Menon, for the Revenue : P. Radhakrishnan, for the Assessee

KOCHU THOMMEN, J.:

The following questions have been, at the instance of the Revenue, referred to us by the Tribunal, Cochin Bench:

“1. Whether, on the facts and in the circumstances of the case and in view of the finding of the Tribunal in its order for the asst. yr. 1974-75 that the liability for payment of bonus had arisen for the previous owner of the business, the Tribunal is right in law in allowing the bonus payment, relatable to the period up to the date of take over of the business, in excess of 8-1/3 per cent as a deduction from the income of the assessee for the asst. yr. 1975-76 ?

Whether, on the facts and in the circumstances of the case, the Tribunal is right in law in holding that the previous owner did not have a liability higher than 8-1/3 per cent as bonus ?

Whether the payment of bonus in excess of the statutory minimum was a capital expenditure in the hands of the assessee ?”

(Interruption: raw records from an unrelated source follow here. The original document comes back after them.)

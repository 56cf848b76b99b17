//! Database connection pool abstraction
//!
//! Provides a unified interface over the two supported backends. SQLite is
//! the default for single-binary deployments; MySQL serves larger installs.
//! The appropriate pool is created from the configuration.

use anyhow::{Context, Result};
use async_trait::async_trait;
use sqlx::{
    mysql::{MySqlPool, MySqlPoolOptions},
    sqlite::{SqlitePool, SqlitePoolOptions},
};
use std::sync::Arc;

use crate::config::{DatabaseConfig, DatabaseDriver};

/// Database pool trait that abstracts over different database backends.
#[async_trait]
pub trait DatabasePool: Send + Sync {
    /// Execute a raw SQL query that doesn't return rows
    async fn execute(&self, query: &str) -> Result<u64>;

    /// Check if the database connection is healthy
    async fn ping(&self) -> Result<()>;

    /// Close the connection pool
    async fn close(&self);

    /// Get the database driver type
    fn driver(&self) -> DatabaseDriver;

    /// Get the underlying SQLite pool if this is a SQLite connection
    fn as_sqlite(&self) -> Option<&SqlitePool>;

    /// Get the underlying MySQL pool if this is a MySQL connection
    fn as_mysql(&self) -> Option<&MySqlPool>;
}

/// SQLite connection pool implementation
pub struct SqliteDatabase {
    pool: SqlitePool,
}

impl SqliteDatabase {
    /// Create a new SQLite connection pool
    pub async fn new(url: &str) -> Result<Self> {
        // Ensure the database directory exists for file-based SQLite
        if !url.starts_with(":memory:") && !url.starts_with("sqlite::memory:") {
            let path = if url.starts_with("sqlite:") {
                url.trim_start_matches("sqlite:")
            } else {
                url
            };

            if let Some(parent) = std::path::Path::new(path).parent() {
                if !parent.as_os_str().is_empty() {
                    std::fs::create_dir_all(parent).with_context(|| {
                        format!("Failed to create database directory: {:?}", parent)
                    })?;
                }
            }
        }

        // Build the connection URL with create mode for file-based databases
        let connection_url = if url.starts_with("sqlite:") {
            if url.contains('?') {
                url.to_string()
            } else {
                format!("{}?mode=rwc", url)
            }
        } else if url == ":memory:" {
            "sqlite::memory:".to_string()
        } else {
            format!("sqlite:{}?mode=rwc", url)
        };

        let pool = SqlitePoolOptions::new()
            .max_connections(20)
            .connect(&connection_url)
            .await
            .with_context(|| format!("Failed to connect to SQLite database: {}", url))?;

        // Foreign keys are off by default in SQLite
        sqlx::query("PRAGMA foreign_keys = ON")
            .execute(&pool)
            .await
            .context("Failed to enable foreign keys")?;

        Ok(Self { pool })
    }

    /// Get a reference to the underlying pool
    pub fn pool(&self) -> &SqlitePool {
        &self.pool
    }
}

#[async_trait]
impl DatabasePool for SqliteDatabase {
    async fn execute(&self, query: &str) -> Result<u64> {
        let result = sqlx::query(query)
            .execute(&self.pool)
            .await
            .with_context(|| format!("Failed to execute query: {}", query))?;
        Ok(result.rows_affected())
    }

    async fn ping(&self) -> Result<()> {
        sqlx::query("SELECT 1")
            .fetch_one(&self.pool)
            .await
            .context("Database ping failed")?;
        Ok(())
    }

    async fn close(&self) {
        self.pool.close().await;
    }

    fn driver(&self) -> DatabaseDriver {
        DatabaseDriver::Sqlite
    }

    fn as_sqlite(&self) -> Option<&SqlitePool> {
        Some(&self.pool)
    }

    fn as_mysql(&self) -> Option<&MySqlPool> {
        None
    }
}

/// MySQL connection pool implementation
pub struct MysqlDatabase {
    pool: MySqlPool,
}

impl MysqlDatabase {
    /// Create a new MySQL connection pool
    pub async fn new(url: &str) -> Result<Self> {
        let connection_url = if url.starts_with("mysql://") {
            url.to_string()
        } else {
            format!("mysql://{}", url)
        };

        let pool = MySqlPoolOptions::new()
            .max_connections(30)
            .connect(&connection_url)
            .await
            .with_context(|| format!("Failed to connect to MySQL database: {}", url))?;

        Ok(Self { pool })
    }

    /// Get a reference to the underlying pool
    pub fn pool(&self) -> &MySqlPool {
        &self.pool
    }
}

#[async_trait]
impl DatabasePool for MysqlDatabase {
    async fn execute(&self, query: &str) -> Result<u64> {
        let result = sqlx::query(query)
            .execute(&self.pool)
            .await
            .with_context(|| format!("Failed to execute query: {}", query))?;
        Ok(result.rows_affected())
    }

    async fn ping(&self) -> Result<()> {
        sqlx::query("SELECT 1")
            .fetch_one(&self.pool)
            .await
            .context("Database ping failed")?;
        Ok(())
    }

    async fn close(&self) {
        self.pool.close().await;
    }

    fn driver(&self) -> DatabaseDriver {
        DatabaseDriver::Mysql
    }

    fn as_sqlite(&self) -> Option<&SqlitePool> {
        None
    }

    fn as_mysql(&self) -> Option<&MySqlPool> {
        Some(&self.pool)
    }
}

/// Type alias for a boxed database pool
pub type DynDatabasePool = Arc<dyn DatabasePool>;

/// Create a database connection pool based on configuration.
///
/// # Errors
///
/// Returns an error if the connection cannot be established.
pub async fn create_pool(config: &DatabaseConfig) -> Result<DynDatabasePool> {
    match config.driver {
        DatabaseDriver::Sqlite => {
            let db = SqliteDatabase::new(&config.url).await?;
            Ok(Arc::new(db))
        }
        DatabaseDriver::Mysql => {
            let db = MysqlDatabase::new(&config.url).await?;
            Ok(Arc::new(db))
        }
    }
}

/// Create a SQLite in-memory database pool for testing
pub async fn create_test_pool() -> Result<DynDatabasePool> {
    let config = DatabaseConfig {
        driver: DatabaseDriver::Sqlite,
        url: ":memory:".to_string(),
    };
    create_pool(&config).await
}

The assessee is a private limited company which purchased its present, business on December 1, 1973, during the asst. yr. 1974- 75. The assessment year in question now is 1975-76. The assessee agreed with the vendor that it would settle with the labour all their claims in respect of bonus for the period preceding December 1, 1973. The amount of that liability, however, had not been quantified, although it was presumably known to the parties that it would lie somewhere in the range between 8-1/3 and 20 per cent, as prescribed under ss. 10 and 11 of the Payment of Bonus Act, 1965. There was, at the time of the take over of the business, a dispute between the union of the workers and the vendor as to the actual rate of payment of the bonus. While the workers presumably asked for bonus at the highest rate, the vendor presumably bargained for the lowest rate. The dispute was finally settled by negotiation on November 8, 1974, as a result of which the assessee agreed to pay bonus at 19 per cent. The assessee then claimed the entire amount paid as bonus as revenue expenditure for the years in which it was paid. A part of the amount at the statutory minimum of 8 1/3 per cent had been paid in the accounting year relevant to the asst. yr. 1974-75 and the balance amount in the following accounting year relevant to the asst. yr. 1975-76. The Tribunal had, by its order for the asst. yr. 1974-75, disallowed the assessee’s claim as regards the bonus paid in the accounting year relevant to that year at 8 1/3 per cent on the ground that that was not revenue expenditure but capital expenditure. However, rejecting the findings of the authorities below, the Tribunal by the present order allowed the assessee’s claim in respect of the balance bonus paid in the accounting year relevant to the asst. yr. 1975-76 towards the liability of the previous accounting year treating that amount as revenue expenditure.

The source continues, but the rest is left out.